Figure 1 provides an overview of the Layer-wise External Attention Network (LEA-Net) [1]. As previously elucidated, LEA-Net is a paradigmatic implementation of the external attention mechanism. As depicted in Fig. 1, LEA-Net is bifurcated into two principal components: anomaly map generation via an unsupervised network and anomaly detection by supervised networks. These components will be elaborated upon in the subsequent subsections.

Fig. 1
figure 1

Overview of the layer-wise external attention network

Part 1: Anomaly Map Generation

For anomaly map generation, prior knowledge on normal data is instrumental in identifying a diverse range of real-world anomalies. In practical applications, a pixel-wise scoring metric, known as an anomaly map, is ubiquitously employed for anomaly detection. In this study, we introduce three distinct unsupervised methodologies for generating anomaly maps to explore the dependency of external attention effectiveness on these maps. Figure 2 summarizes the characteristics of these three unsupervised strategies: (a) Color Reconstruction, (b) Auto-Encoding, and (c) PaDiM [18]. These methodologies can be taxonomically divided into two categories: reconstruction-based approaches, comprising (a) and (b), and an embedding-based approach, represented by (c). Further details are provided in the following section.

Fig. 2
figure 2

Unsupervised approaches for generating anomaly maps

Color Reconstruction

The procedure for the color reconstruction task is delineated in Fig. 2(a). Initially, a grayscale image is extracted from an input color image, which is represented in the \(L^{*}a^{*}b^{*}\) color space. Subsequently, the grayscale image undergoes a transformation back to a color image utilizing U-Net [29]. Additionally, chrominance information \(a^{*}b^{*}\) is predicted based on the luminance information \(L^{*}\) within the \(L^{*}a^{*}b^{*}\) color space. The predicted \(a^{*}b^{*}\) is then amalgamated with the \(L^{*}\) from the input color image to yield the final image in \(L^{*}a^{*}b^{*}\) color space. The U-Net model is pre-trained solely on normal instances to facilitate this color reconstruction process. Ultimately, a color anomaly map is generated by evaluating the CIEDE2000 [30] color difference between the reconstructed and original images. For an in-depth discussion of color anomaly map generation, the reader is directed to [12].

Auto-Encoding

For the auto-encoding task, we employ U-Net. An anomaly map is synthesized by computing the pixel-wise absolute deviation between the reconstructed and original images.

PaDiM

PaDiM is an embedding-based methodology optimized for anomaly detection in industrial settings, boasting state-of-the-art results on the MVTec AD dataset. Specifically, PaDiM leverages a pre-trained network for patch embedding to compile statistical data on normal instances. It then calculates the Mahalanobis distance between the feature vector derived from an input image and that obtained from normal instances. In the context of this study, the ResNet-50 model [31], trained on the ImageNet dataset [32], serves as the feature extractor for PaDiM.
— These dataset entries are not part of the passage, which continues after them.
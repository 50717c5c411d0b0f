//! Error prediction for cells affected by an edit.
//!
//! Given the cells that just changed, the predictor looks one hop forward
//! through the dependency graph and scores each affected formula with a set
//! of independent heuristics. A cell gets one prediction, for the heuristic
//! with the highest probability. The workbook is never mutated.

use std::collections::{BTreeSet, VecDeque};
use std::sync::OnceLock;

use chrono::Utc;
use excelint_engine::model::{
    CellInfo, CycleSearch, FormulaRef, QualifiedRef, WorkbookContext, extract_references,
    find_cycle, split_qualified, strip_string_literals,
};
use regex::Regex;
use serde::Serialize;
use tracing::debug;

use crate::config::{DetectionConfig, PredictionConfig};
use crate::formula_text::function_calls;

/// Sheet assumed for changed cells given without a `Sheet!` prefix.
pub const DEFAULT_SHEET: &str = "Sheet1";

const MAX_RELATED_CELLS: usize = 5;
const SUMMARY_ENTRIES: usize = 5;
const SUMMARY_TIPS: usize = 2;

const NUMERIC_FUNCTIONS: &[&str] = &["SUM", "AVERAGE", "MIN", "MAX", "COUNT"];

#[derive(Clone, Copy, Debug, Hash, Eq, PartialEq, Ord, PartialOrd, Serialize)]
#[serde(rename_all = "UPPERCASE")]
pub enum RiskLevel {
    None,
    Low,
    Medium,
    High,
}

impl RiskLevel {
    pub fn from_probability(probability: f64) -> Self {
        if probability >= 0.7 {
            RiskLevel::High
        } else if probability >= 0.4 {
            RiskLevel::Medium
        } else if probability >= 0.2 {
            RiskLevel::Low
        } else {
            RiskLevel::None
        }
    }
}

#[derive(Clone, Copy, Debug, Hash, Eq, PartialEq, Serialize)]
#[serde(rename_all = "SCREAMING_SNAKE_CASE")]
pub enum PredictedErrorType {
    CircularReference,
    DivZero,
    RefError,
    ValueError,
    DependencyError,
}

impl PredictedErrorType {
    fn describe(&self, address: &str) -> String {
        match self {
            PredictedErrorType::CircularReference => format!("{} may create a circular reference", address),
            PredictedErrorType::DivZero => format!("{} may divide by zero", address),
            PredictedErrorType::RefError => format!("{} may reference an invalid cell or sheet", address),
            PredictedErrorType::ValueError => format!("{} may mix incompatible data types", address),
            PredictedErrorType::DependencyError => format!("{} may be missing some of its inputs", address),
        }
    }

    fn tips(&self) -> [&'static str; 3] {
        match self {
            PredictedErrorType::CircularReference => [
                "Review how the formula's references chain together",
                "Take extra care with INDIRECT references",
                "Use the circular reference tracing tool",
            ],
            PredictedErrorType::DivZero => [
                "Handle the error with IFERROR",
                "Check the denominator with IF before dividing",
                "e.g. =IF(B1=0, 0, A1/B1)",
            ],
            PredictedErrorType::RefError => [
                "Check that the referenced cells and sheets exist",
                "Validate INDIRECT targets before using them",
                "Manage references with named ranges",
            ],
            PredictedErrorType::ValueError => [
                "Check that the data types match",
                "Convert types with VALUE or TEXT",
                "Test types with ISNUMBER or ISTEXT",
            ],
            PredictedErrorType::DependencyError => [
                "Check that the referenced range contains data",
                "Count blank inputs with COUNTA",
                "Set default values for optional inputs",
            ],
        }
    }
}

#[derive(Clone, Debug, PartialEq, Serialize)]
pub struct ErrorPrediction {
    pub sheet: String,
    pub address: String,
    pub risk_level: RiskLevel,
    pub probability: f64,
    pub error_type: PredictedErrorType,
    pub description: String,
    pub prevention_tips: Vec<String>,
    /// Up to five of the cell's dependencies.
    pub related_cells: Vec<String>,
}

impl ErrorPrediction {
    pub fn key(&self) -> String {
        format!("{}!{}", self.sheet, self.address)
    }
}

#[derive(Clone, Debug, PartialEq, Serialize)]
pub struct PredictionDigest {
    pub cell: String,
    pub error_type: PredictedErrorType,
    pub risk_level: RiskLevel,
    /// Percentage, one decimal.
    pub probability: f64,
    pub description: String,
    pub tips: Vec<String>,
}

#[derive(Clone, Debug, Default, PartialEq, Serialize)]
pub struct PredictionSummary {
    pub has_predictions: bool,
    pub total_risks: usize,
    pub high_risks: usize,
    pub predictions: Vec<PredictionDigest>,
}

struct CacheEntry {
    key: String,
    file_id: String,
    predictions: Vec<ErrorPrediction>,
}

type Heuristic = fn(&ErrorPredictor, &WorkbookContext, &CellInfo, &str) -> f64;

pub struct ErrorPredictor {
    config: PredictionConfig,
    max_cycle_depth: usize,
    cache: VecDeque<CacheEntry>,
}

impl Default for ErrorPredictor {
    fn default() -> Self {
        Self::new(&PredictionConfig::default(), &DetectionConfig::default())
    }
}

fn divisor_re() -> &'static Regex {
    static DIVISOR_RE: OnceLock<Regex> = OnceLock::new();
    DIVISOR_RE.get_or_init(|| {
        Regex::new(r"/\s*(?<divisor>\w+\([^)]*\)|(?:(?:'[^']+'|[A-Za-z0-9_.]+)!)?\$?[A-Za-z]+\$?\d+)")
            .expect("divisor regex must compile")
    })
}

impl ErrorPredictor {
    pub fn new(config: &PredictionConfig, detection: &DetectionConfig) -> Self {
        ErrorPredictor {
            config: config.clone(),
            max_cycle_depth: detection.max_cycle_depth,
            cache: VecDeque::new(),
        }
    }

    fn heuristics() -> [(PredictedErrorType, Heuristic); 5] {
        [
            (PredictedErrorType::CircularReference, Self::circular_risk),
            (PredictedErrorType::DivZero, Self::div_zero_risk),
            (PredictedErrorType::RefError, Self::ref_risk),
            (PredictedErrorType::ValueError, Self::type_mismatch_risk),
            (PredictedErrorType::DependencyError, Self::missing_dependency_risk),
        ]
    }

    /// Predict errors in the direct dependents of `changed_cells`, most
    /// likely first, capped at `max_predictions`.
    pub fn predict_errors<S: AsRef<str>>(
        &mut self,
        workbook: &WorkbookContext,
        changed_cells: &[S],
    ) -> Vec<ErrorPrediction> {
        let affected = affected_cells(workbook, changed_cells);
        debug!(changed = changed_cells.len(), affected = affected.len(), "predicting errors");

        let mut predictions = Vec::new();
        for (sheet, address) in &affected {
            let Some(cell) = workbook.get_cell(sheet, address) else {
                continue;
            };
            let Some(formula) = cell.formula.as_deref() else {
                continue;
            };
            if let Some(prediction) = self.score_cell(workbook, cell, formula) {
                predictions.push(prediction);
            }
        }

        predictions.sort_by(|a, b| b.probability.total_cmp(&a.probability));
        predictions.truncate(self.config.max_predictions);
        self.remember(&workbook.file_id, predictions.clone());
        predictions
    }

    fn score_cell(&self, workbook: &WorkbookContext, cell: &CellInfo, formula: &str) -> Option<ErrorPrediction> {
        let mut best: Option<(PredictedErrorType, f64)> = None;
        for (error_type, heuristic) in Self::heuristics() {
            let risk = heuristic(self, workbook, cell, formula);
            if risk > 0.0 && best.is_none_or(|(_, p)| risk > p) {
                best = Some((error_type, risk));
            }
        }
        let (error_type, probability) = best?;

        Some(ErrorPrediction {
            sheet: cell.sheet.clone(),
            address: cell.address.clone(),
            risk_level: RiskLevel::from_probability(probability),
            probability,
            error_type,
            description: error_type.describe(&cell.address),
            prevention_tips: error_type.tips().iter().map(|t| t.to_string()).collect(),
            related_cells: cell.dependencies.iter().take(MAX_RELATED_CELLS).cloned().collect(),
        })
    }

    fn circular_risk(&self, workbook: &WorkbookContext, cell: &CellInfo, _formula: &str) -> f64 {
        match find_cycle(workbook, &cell.sheet, &cell.address, self.max_cycle_depth) {
            CycleSearch::Found(path) => {
                let hops = path.len().saturating_sub(1) as i32;
                (0.9 * 0.8f64.powi(hops)).min(0.9)
            }
            CycleSearch::DepthExceeded => 0.1,
            CycleSearch::Clear => 0.0,
        }
    }

    fn div_zero_risk(&self, workbook: &WorkbookContext, cell: &CellInfo, formula: &str) -> f64 {
        let cleaned = strip_string_literals(formula);
        let mut risk: f64 = 0.0;
        for caps in divisor_re().captures_iter(&cleaned) {
            let divisor = &caps["divisor"];
            if divisor.ends_with(')') {
                let upper = divisor.to_ascii_uppercase();
                if upper.contains("SUM") || upper.contains("AVERAGE") {
                    risk = risk.max(0.3);
                }
                continue;
            }
            let Some(target) = QualifiedRef::parse(divisor, &cell.sheet) else {
                continue;
            };
            // A divisor cell that does not exist carries no risk.
            let Some(divisor_cell) = workbook.get_cell(&target.sheet, &target.cell.to_string()) else {
                continue;
            };
            risk = risk.max(match &divisor_cell.value {
                Some(v) if v.is_zero() => 0.9,
                Some(v) if v.is_blank() => 0.7,
                Some(_) => 0.0,
                None => 0.6,
            });
        }
        risk
    }

    fn ref_risk(&self, workbook: &WorkbookContext, cell: &CellInfo, formula: &str) -> f64 {
        let mut risk: f64 = 0.0;

        for reference in extract_references(formula) {
            let sheet = reference.sheet().unwrap_or(&cell.sheet);
            if workbook.get_sheet(sheet).is_none() {
                risk = risk.max(0.8);
            }
        }

        // Ranges are already expanded into `dependencies`.
        for dep in &cell.dependencies {
            let (sheet, address) = split_qualified(dep);
            let sheet = sheet.unwrap_or(&cell.sheet);
            if workbook.get_sheet(sheet).is_none() {
                continue;
            }
            match workbook.get_cell(sheet, address) {
                None => risk = risk.max(0.7),
                Some(target) if target.value.as_ref().is_some_and(|v| v.is_error_token()) => {
                    risk = risk.max(0.8)
                }
                Some(target) if !target.errors.is_empty() => risk = risk.max(0.6),
                Some(_) => {}
            }
        }
        risk
    }

    fn type_mismatch_risk(&self, workbook: &WorkbookContext, cell: &CellInfo, formula: &str) -> f64 {
        let numeric = function_calls(formula)
            .iter()
            .any(|f| NUMERIC_FUNCTIONS.contains(&f.as_str()));
        if !numeric {
            return 0.0;
        }
        let has_text = cell.dependencies.iter().any(|dep| {
            let (sheet, address) = split_qualified(dep);
            workbook
                .get_cell(sheet.unwrap_or(&cell.sheet), address)
                .and_then(|c| c.value.as_ref())
                .and_then(|v| v.as_text())
                .is_some_and(|s| s.trim().parse::<f64>().is_err())
        });
        if has_text { 0.7 } else { 0.0 }
    }

    fn missing_dependency_risk(&self, workbook: &WorkbookContext, cell: &CellInfo, formula: &str) -> f64 {
        let mut risk: f64 = 0.0;
        for reference in extract_references(formula) {
            if !matches!(reference, FormulaRef::Range { .. }) {
                continue;
            }
            let sheet = reference.sheet().unwrap_or(&cell.sheet);
            let corners = reference.corners();
            let empty = corners
                .iter()
                .filter(|pos| {
                    workbook
                        .get_cell(sheet, &pos.to_string())
                        .is_none_or(CellInfo::is_empty)
                })
                .count();
            if !corners.is_empty() && empty as f64 / corners.len() as f64 > 0.5 {
                risk = risk.max(0.5);
            }
        }
        risk
    }

    fn remember(&mut self, file_id: &str, predictions: Vec<ErrorPrediction>) {
        if self.config.cache_entries == 0 {
            return;
        }
        let key = format!("{}_{}", file_id, Utc::now().to_rfc3339());
        self.cache.retain(|entry| entry.key != key);
        self.cache.push_back(CacheEntry {
            key,
            file_id: file_id.to_string(),
            predictions,
        });
        while self.cache.len() > self.config.cache_entries {
            self.cache.pop_front();
        }
    }

    /// Most recent predictions made for `file_id`.
    pub fn cached_predictions(&self, file_id: &str) -> Option<&[ErrorPrediction]> {
        self.cache
            .iter()
            .rev()
            .find(|entry| entry.file_id == file_id)
            .map(|entry| entry.predictions.as_slice())
    }

    pub fn cache_len(&self) -> usize {
        self.cache.len()
    }

    pub fn prediction_summary(&self, file_id: &str) -> PredictionSummary {
        let Some(predictions) = self.cached_predictions(file_id).filter(|p| !p.is_empty()) else {
            return PredictionSummary::default();
        };
        PredictionSummary {
            has_predictions: true,
            total_risks: predictions.len(),
            high_risks: predictions.iter().filter(|p| p.risk_level == RiskLevel::High).count(),
            predictions: predictions
                .iter()
                .take(SUMMARY_ENTRIES)
                .map(|p| PredictionDigest {
                    cell: p.key(),
                    error_type: p.error_type,
                    risk_level: p.risk_level,
                    probability: (p.probability * 1000.0).round() / 10.0,
                    description: p.description.clone(),
                    tips: p.prevention_tips.iter().take(SUMMARY_TIPS).cloned().collect(),
                })
                .collect(),
        }
    }
}

/// Direct dependents of every changed cell, as (sheet, address) pairs.
fn affected_cells<S: AsRef<str>>(workbook: &WorkbookContext, changed_cells: &[S]) -> BTreeSet<(String, String)> {
    let mut affected = BTreeSet::new();
    for changed in changed_cells {
        let (sheet, address) = split_qualified(changed.as_ref());
        let sheet = sheet.unwrap_or(DEFAULT_SHEET);
        for dependent in workbook.get_dependent_cells(sheet, address) {
            let (dep_sheet, dep_address) = split_qualified(&dependent);
            affected.insert((dep_sheet.unwrap_or(sheet).to_string(), dep_address.to_string()));
        }
    }
    affected
}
Part 2: Anomaly Detection Using Supervised Networks

The intricacies of the anomaly attention network (AAN) and the anomaly detection network (ADN) are elucidated in Fig. 1. AAN serves the function of transforming an anomaly map into an attention map. This transformation modulates the complexity, certainty, and sharpness of the attention map in alignment with the progress of training and hierarchical representation in ADN. This mechanism can be conceptualized as a form of reverse Curriculum Learning. In contrast, ADN operates as a supervised network that categorizes images as normal or abnormal. It receives the attention map from AAN and generates the final classification for anomaly detection. These two networks are interconnected at an intermediate layer via an attention block, with the attention map designed to underscore informative regions on a feature map within ADN.

The structural specifics of AAN and ADN are listed in Table 1. Within this context, the term attention point refers to the intermediate layer at which external Attention is implemented. In a practical setting, multiple attention points can be designated for external Attention. In the scope of this study, ResNet-based architecture was utilized for AAN, and ResNet-18 was employed for ADN [31]. The ResNet-based AAN is architected by sequentially stacking residual blocks. The number of downsampling points in ADN is equal to or greater than those in AAN to facilitate straightforward network interconnection. In the experiments detailed in this paper, we opted for the inclusion of five attention points.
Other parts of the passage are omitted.